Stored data
____

//! Logging setup for the pipeline binaries.
//!
//! Installs a global tracing subscriber writing to stderr and, when a log
//! directory is given, to a per-run log file. Files are timestamped and kept
//! to a bounded count. Stdout is left to the binaries' own results.

use std::{
    fs::{self, OpenOptions},
    path::{Path, PathBuf},
    sync::OnceLock,
    time::SystemTime,
};

use time::{OffsetDateTime, UtcOffset, format_description::FormatItem, macros::format_description};
use tracing_appender::{non_blocking::WorkerGuard, rolling};
use tracing_subscriber::{EnvFilter, Registry, fmt, prelude::*};

/// Maximum number of log files to retain.
const MAX_LOG_FILES: usize = 10;
const LOG_FILE_PREFIX: &str = "irisml";

/// Set once the subscriber is installed; holds the file writer guard if any.
static LOG_GUARD: OnceLock<Option<WorkerGuard>> = OnceLock::new();

/// Errors that may occur while initializing logging.
#[derive(Debug, thiserror::Error)]
pub enum LoggingError {
    /// Failed to create or access the log directory.
    #[error("Failed to prepare log directory {path}: {source}")]
    CreateDir {
        path: PathBuf,
        source: std::io::Error,
    },
    /// Failed to enumerate existing log files for pruning.
    #[error("Failed to read log directory {path}: {source}")]
    ReadDir {
        path: PathBuf,
        source: std::io::Error,
    },
    /// Failed to remove an obsolete log file.
    #[error("Failed to remove old log file {path}: {source}")]
    RemoveFile {
        path: PathBuf,
        source: std::io::Error,
    },
    /// Failed to format a timestamp for the log filename.
    #[error("Failed to format log filename time: {0}")]
    FormatTime(time::error::Format),
    /// Failed to set the global tracing subscriber.
    #[error("Failed to install global tracing subscriber: {0}")]
    SetGlobal(tracing::subscriber::SetGlobalDefaultError),
    /// Failed to create the initial log file for this run.
    #[error("Failed to create log file at {path}: {source}")]
    CreateLogFile {
        path: PathBuf,
        source: std::io::Error,
    },
}

/// Initialize tracing to stderr and, if `log_dir` is set, a log file in it.
///
/// Subsequent calls are no-ops. Failures are returned so callers can carry
/// on without logging.
pub fn init(log_dir: Option<&Path>) -> Result<(), LoggingError> {
    if LOG_GUARD.get().is_some() {
        return Ok(());
    }

    let timer = build_timer();
    let stderr_layer = fmt::layer()
        .with_timer(timer.clone())
        .with_writer(std::io::stderr);

    let mut guard = None;
    let mut log_path = None;
    let file_layer = match log_dir {
        Some(dir) => {
            fs::create_dir_all(dir).map_err(|source| LoggingError::CreateDir {
                path: dir.to_path_buf(),
                source,
            })?;
            let log_file_name = format_log_file_name(now_local_or_utc())?;
            let path = dir.join(&log_file_name);
            ensure_file_exists(&path)?;
            let file_appender = rolling::never(dir, log_file_name);
            let (file_writer, file_guard) = tracing_appender::non_blocking(file_appender);
            prune_old_logs(dir, MAX_LOG_FILES)?;
            guard = Some(file_guard);
            log_path = Some(path);
            Some(
                fmt::layer()
                    .with_ansi(false)
                    .with_timer(timer)
                    .with_writer(file_writer),
            )
        }
        None => None,
    };

    let subscriber = Registry::default()
        .with(build_env_filter())
        .with(stderr_layer)
        .with(file_layer);
    tracing::subscriber::set_global_default(subscriber).map_err(LoggingError::SetGlobal)?;
    let _ = LOG_GUARD.set(guard);

    match log_path {
        Some(path) => tracing::debug!("Logging initialized; log file at {}", path.display()),
        None => tracing::debug!("Logging initialized"),
    }
    Ok(())
}

fn ensure_file_exists(path: &Path) -> Result<(), LoggingError> {
    OpenOptions::new()
        .create(true)
        .append(true)
        .open(path)
        .map(|_| ())
        .map_err(|source| LoggingError::CreateLogFile {
            path: path.to_path_buf(),
            source,
        })
}

fn prune_old_logs(dir: &Path, max_files: usize) -> Result<(), LoggingError> {
    let mut entries = fs::read_dir(dir)
        .map_err(|source| LoggingError::ReadDir {
            path: dir.to_path_buf(),
            source,
        })?
        .filter_map(|entry| entry.ok())
        .filter(|entry| entry.file_type().map(|ft| ft.is_file()).unwrap_or(false))
        .filter(|entry| entry.path().extension().and_then(|ext| ext.to_str()) == Some("log"))
        .map(|entry| {
            let modified = entry
                .metadata()
                .and_then(|meta| meta.modified())
                .unwrap_or(SystemTime::UNIX_EPOCH);
            (modified, entry.path())
        })
        .collect::<Vec<_>>();

    entries.sort_by_key(|(modified, _)| *modified);
    let excess = entries.len().saturating_sub(max_files);
    for (_, path) in entries.drain(..excess) {
        fs::remove_file(&path).map_err(|source| LoggingError::RemoveFile { path, source })?;
    }
    Ok(())
}

fn format_log_file_name(now: OffsetDateTime) -> Result<String, LoggingError> {
    const NAME_FORMAT: &[FormatItem<'_>] =
        format_description!("[year]-[month]-[day]_[hour]-[minute]-[second]");
    let name = now.format(NAME_FORMAT).map_err(LoggingError::FormatTime)?;
    Ok(format!("{LOG_FILE_PREFIX}_{name}.log"))
}

fn build_timer() -> fmt::time::OffsetTime<time::format_description::BorrowedFormatItem<'static>> {
    const DISPLAY_FORMAT: &[FormatItem<'static>] =
        format_description!("[year]-[month]-[day] [hour]:[minute]:[second]");
    let offset = UtcOffset::current_local_offset().unwrap_or(UtcOffset::UTC);
    fmt::time::OffsetTime::new(offset, DISPLAY_FORMAT.into())
}

fn now_local_or_utc() -> OffsetDateTime {
    OffsetDateTime::now_local().unwrap_or_else(|_| OffsetDateTime::now_utc())
}

fn build_env_filter() -> EnvFilter {
    EnvFilter::try_from_default_env().unwrap_or_else(|_| EnvFilter::new("info"))
}
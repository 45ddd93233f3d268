//! Sanity checks on the dataset: shape, label count and missing values.

use irisml::cli::{self, CliAction, CliInfo};
use irisml::config::PipelineConfig;
use irisml::dataset::{DatasetSource, IRIS_ROWS, N_FEATURES};

const CLI: CliInfo = CliInfo {
    name: "irisml-validate",
    summary: "Check that the dataset loads as n x 4 features with one label per row and no missing values.",
    uses_artifact: false,
};

fn main() {
    if let Err(err) = run() {
        eprintln!("{err}");
        std::process::exit(1);
    }
}

fn run() -> Result<(), String> {
    let args = std::env::args().skip(1).collect();
    let config = match cli::parse_args(args, &CLI, PipelineConfig::forest_reference())? {
        CliAction::Run(config) => config,
        CliAction::Help(text) => {
            println!("{text}");
            return Ok(());
        }
    };
    cli::init_logging(&config);

    let samples = config
        .dataset
        .load()
        .map_err(|err| format!("load stage failed: {err}"))?;
    let (rows, features) = samples.shape();
    let mut failures = Vec::new();

    println!("dataset: {}", config.dataset.describe());
    println!("shape: {rows} x {features}");
    if features != N_FEATURES {
        failures.push(format!("expected {N_FEATURES} features, found {features}"));
    }
    if config.dataset == DatasetSource::Builtin && rows != IRIS_ROWS {
        failures.push(format!("expected {IRIS_ROWS} rows, found {rows}"));
    }

    let labels = samples.labels().len();
    println!("labels: {labels}");
    if labels != rows {
        failures.push(format!("{rows} rows but {labels} labels"));
    }

    let missing = samples.missing_values();
    println!("missing values: {missing}");
    if missing > 0 {
        failures.push(format!("{missing} missing feature values"));
    }

    for (class_idx, count) in samples.class_counts() {
        println!("  {:<12} {count}", samples.classes()[class_idx]);
    }

    if failures.is_empty() {
        println!("OK");
        Ok(())
    } else {
        Err(format!("validation failed: {}", failures.join("; ")))
    }
}
use ndarray::ArrayView2;
use rand::rngs::StdRng;
use rand::{SeedableRng, seq::SliceRandom};
use serde::{Deserialize, Serialize};

use super::model::{DecisionTree, TreeNode};
use crate::dataset::SampleSet;
use crate::ml::{TrainError, check_training_set};

/// Training hyperparameters for a single CART tree.
#[derive(Debug, Clone, PartialEq, Serialize, Deserialize)]
#[serde(default)]
pub struct TreeOptions {
    /// Maximum depth in edges; `None` grows until leaves are pure.
    pub max_depth: Option<usize>,
    /// Minimum samples a node needs before it may be split.
    pub min_samples_split: usize,
    /// Minimum samples on each side of a split.
    pub min_samples_leaf: usize,
    /// Candidate features per split; `None` considers all of them.
    pub max_features: Option<usize>,
    /// Seed for the candidate feature order.
    pub seed: u64,
}

impl Default for TreeOptions {
    fn default() -> Self {
        Self {
            max_depth: None,
            min_samples_split: 2,
            min_samples_leaf: 1,
            max_features: None,
            seed: 0,
        }
    }
}

impl TreeOptions {
    pub(crate) fn check(&self) -> Result<(), TrainError> {
        if self.min_samples_split < 2 {
            return Err(TrainError::InvalidHyperparameter {
                name: "min_samples_split",
                value: self.min_samples_split.to_string(),
            });
        }
        if self.min_samples_leaf == 0 {
            return Err(TrainError::InvalidHyperparameter {
                name: "min_samples_leaf",
                value: "0".to_string(),
            });
        }
        if self.max_features == Some(0) {
            return Err(TrainError::InvalidHyperparameter {
                name: "max_features",
                value: "0".to_string(),
            });
        }
        Ok(())
    }
}

/// Fit a Gini-impurity classification tree on every row of `train`.
pub fn train_tree(train: &SampleSet, options: &TreeOptions) -> Result<DecisionTree, TrainError> {
    check_training_set(train)?;
    options.check()?;
    let tree = grow_tree(train, (0..train.len()).collect(), options);
    tracing::debug!(
        depth = tree.depth(),
        leaves = tree.n_leaves(),
        "Fitted decision tree"
    );
    Ok(tree)
}

/// Grow a tree over `indices`, which may repeat rows (bootstrap samples).
pub(crate) fn grow_tree(
    train: &SampleSet,
    mut indices: Vec<usize>,
    options: &TreeOptions,
) -> DecisionTree {
    let mut builder = TreeBuilder {
        x: train.features(),
        y: train.labels(),
        n_classes: train.classes().len(),
        options,
        rng: StdRng::seed_from_u64(options.seed),
        nodes: Vec::new(),
    };
    builder.build(&mut indices, 0);
    DecisionTree {
        classes: train.classes().to_vec(),
        feature_len: train.features().ncols(),
        nodes: builder.nodes,
    }
}

struct TreeBuilder<'a> {
    x: ArrayView2<'a, f32>,
    y: &'a [usize],
    n_classes: usize,
    options: &'a TreeOptions,
    rng: StdRng,
    nodes: Vec<TreeNode>,
}

#[derive(Debug, Clone, Copy)]
struct SplitCandidate {
    feature: usize,
    threshold: f32,
    impurity: f64,
}

impl TreeBuilder<'_> {
    fn build(&mut self, indices: &mut [usize], depth: usize) -> usize {
        let counts = self.class_counts(indices);
        let node_idx = self.nodes.len();
        self.nodes.push(TreeNode::Leaf {
            distribution: normalize(&counts),
        });

        let depth_capped = self.options.max_depth.is_some_and(|max| depth >= max);
        let pure = counts.iter().filter(|&&count| count > 0).count() <= 1;
        if depth_capped || pure || indices.len() < self.options.min_samples_split {
            return node_idx;
        }
        let Some(best) = self.best_split(indices, &counts) else {
            return node_idx;
        };

        let x = self.x;
        let mid = partition_in_place(indices, |row| x[[row, best.feature]] <= best.threshold);
        if mid == 0 || mid == indices.len() {
            return node_idx;
        }
        let (left_rows, right_rows) = indices.split_at_mut(mid);
        let left = self.build(left_rows, depth + 1);
        let right = self.build(right_rows, depth + 1);
        self.nodes[node_idx] = TreeNode::Split {
            feature: best.feature,
            threshold: best.threshold,
            left,
            right,
        };
        node_idx
    }

    fn class_counts(&self, indices: &[usize]) -> Vec<usize> {
        let mut counts = vec![0usize; self.n_classes];
        for &row in indices {
            counts[self.y[row]] += 1;
        }
        counts
    }

    /// Lowest weighted Gini split over a seeded subset of features.
    ///
    /// Ties keep the first candidate found, so the result depends only on the
    /// rows and the seed.
    fn best_split(&mut self, indices: &[usize], counts: &[usize]) -> Option<SplitCandidate> {
        let x = self.x;
        let n_features = x.ncols();
        let mut features: Vec<usize> = (0..n_features).collect();
        features.shuffle(&mut self.rng);
        let take = self
            .options
            .max_features
            .unwrap_or(n_features)
            .clamp(1, n_features);

        let n = indices.len();
        let min_leaf = self.options.min_samples_leaf;
        let mut order = indices.to_vec();
        let mut best: Option<SplitCandidate> = None;

        for &feature in &features[..take] {
            order.sort_by(|&a, &b| x[[a, feature]].total_cmp(&x[[b, feature]]));
            let mut left = vec![0usize; self.n_classes];
            let mut right = counts.to_vec();
            for pos in 0..n - 1 {
                let label = self.y[order[pos]];
                left[label] += 1;
                right[label] -= 1;

                let n_left = pos + 1;
                let n_right = n - n_left;
                if n_left < min_leaf || n_right < min_leaf {
                    continue;
                }
                let here = x[[order[pos], feature]];
                let next = x[[order[pos + 1], feature]];
                if here >= next {
                    continue;
                }
                let impurity = (n_left as f64 * gini(&left, n_left)
                    + n_right as f64 * gini(&right, n_right))
                    / n as f64;
                if best.is_none_or(|b| impurity < b.impurity - 1e-12) {
                    best = Some(SplitCandidate {
                        feature,
                        threshold: midpoint(here, next),
                        impurity,
                    });
                }
            }
        }
        best
    }
}

fn gini(counts: &[usize], total: usize) -> f64 {
    if total == 0 {
        return 0.0;
    }
    let total = total as f64;
    1.0 - counts
        .iter()
        .map(|&count| {
            let p = count as f64 / total;
            p * p
        })
        .sum::<f64>()
}

/// Threshold strictly below `hi` and at least `lo`.
fn midpoint(lo: f32, hi: f32) -> f32 {
    let mid = lo + (hi - lo) / 2.0;
    if mid >= hi { lo } else { mid }
}

fn normalize(counts: &[usize]) -> Vec<f32> {
    let total: usize = counts.iter().sum();
    if total == 0 {
        return vec![0.0; counts.len()];
    }
    counts
        .iter()
        .map(|&count| count as f32 / total as f32)
        .collect()
}

/// Move rows satisfying `goes_left` to the front; returns how many moved.
fn partition_in_place(indices: &mut [usize], goes_left: impl Fn(usize) -> bool) -> usize {
    let mut mid = 0usize;
    for i in 0..indices.len() {
        if goes_left(indices[i]) {
            indices.swap(mid, i);
            mid += 1;
        }
    }
    mid
}

#[cfg(test)]
mod tests {
    use super::*;
    use crate::dataset::{load_builtin, split};
    use crate::ml::Classifier;
    use ndarray::array;

    #[test]
    fn gini_of_pure_and_even_sets() {
        assert_eq!(gini(&[4, 0], 4), 0.0);
        assert!((gini(&[2, 2], 4) - 0.5).abs() < 1e-12);
    }

    #[test]
    fn midpoint_stays_below_upper_bound() {
        assert_eq!(midpoint(1.0, 2.0), 1.5);
        let lo = 1.0f32;
        let hi = f32::from_bits(lo.to_bits() + 1);
        assert_eq!(midpoint(lo, hi), lo);
    }

    #[test]
    fn separable_data_is_split_once() {
        let set = SampleSet::new(
            vec!["low".into(), "high".into()],
            array![
                [0.0, 0.0, 1.0, 0.0],
                [0.0, 0.0, 2.0, 0.0],
                [0.0, 0.0, 8.0, 0.0],
                [0.0, 0.0, 9.0, 0.0]
            ],
            vec![0, 0, 1, 1],
        )
        .unwrap();
        let tree = train_tree(&set, &TreeOptions::default()).unwrap();
        assert_eq!(tree.depth(), 1);
        match &tree.nodes[0] {
            TreeNode::Split {
                feature, threshold, ..
            } => {
                assert_eq!(*feature, 2);
                assert_eq!(*threshold, 5.0);
            }
            other => panic!("expected split, got {other:?}"),
        }
    }

    #[test]
    fn depth_cap_is_respected() {
        let set = load_builtin().unwrap();
        for max_depth in [0, 1, 2, 3] {
            let options = TreeOptions {
                max_depth: Some(max_depth),
                ..TreeOptions::default()
            };
            let tree = train_tree(&set, &options).unwrap();
            assert!(tree.depth() <= max_depth);
            tree.validate().unwrap();
        }
    }

    #[test]
    fn unbounded_tree_fits_training_rows() {
        let set = load_builtin().unwrap();
        let tree = train_tree(&set, &TreeOptions::default()).unwrap();
        let correct = (0..set.len())
            .filter(|&idx| tree.predict(set.row(idx)) == Some(set.labels()[idx]))
            .count();
        assert_eq!(correct, set.len());
    }

    #[test]
    fn fitting_is_deterministic_for_a_seed() {
        let set = load_builtin().unwrap();
        let (train, _) = split(&set, 0.4, 42, true).unwrap();
        let options = TreeOptions {
            max_depth: Some(3),
            seed: 1,
            ..TreeOptions::default()
        };
        let a = train_tree(&train, &options).unwrap();
        let b = train_tree(&train, &options).unwrap();
        assert_eq!(a, b);
    }

    #[test]
    fn fitting_leaves_input_untouched() {
        let set = load_builtin().unwrap();
        let before = set.clone();
        let _ = train_tree(&set, &TreeOptions::default()).unwrap();
        assert_eq!(set, before);
    }

    #[test]
    fn rejects_bad_hyperparameters() {
        let set = load_builtin().unwrap();
        let options = TreeOptions {
            min_samples_leaf: 0,
            ..TreeOptions::default()
        };
        assert!(matches!(
            train_tree(&set, &options),
            Err(TrainError::InvalidHyperparameter {
                name: "min_samples_leaf",
                ..
            })
        ));
    }
}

____

TASK DETAILS -
The lines to return are those in the records above that hold the word "filename".

ANSWER AREA -
    /// Failed to format a timestamp for the log filename.
    #[error("Failed to format log filename time: {0}")]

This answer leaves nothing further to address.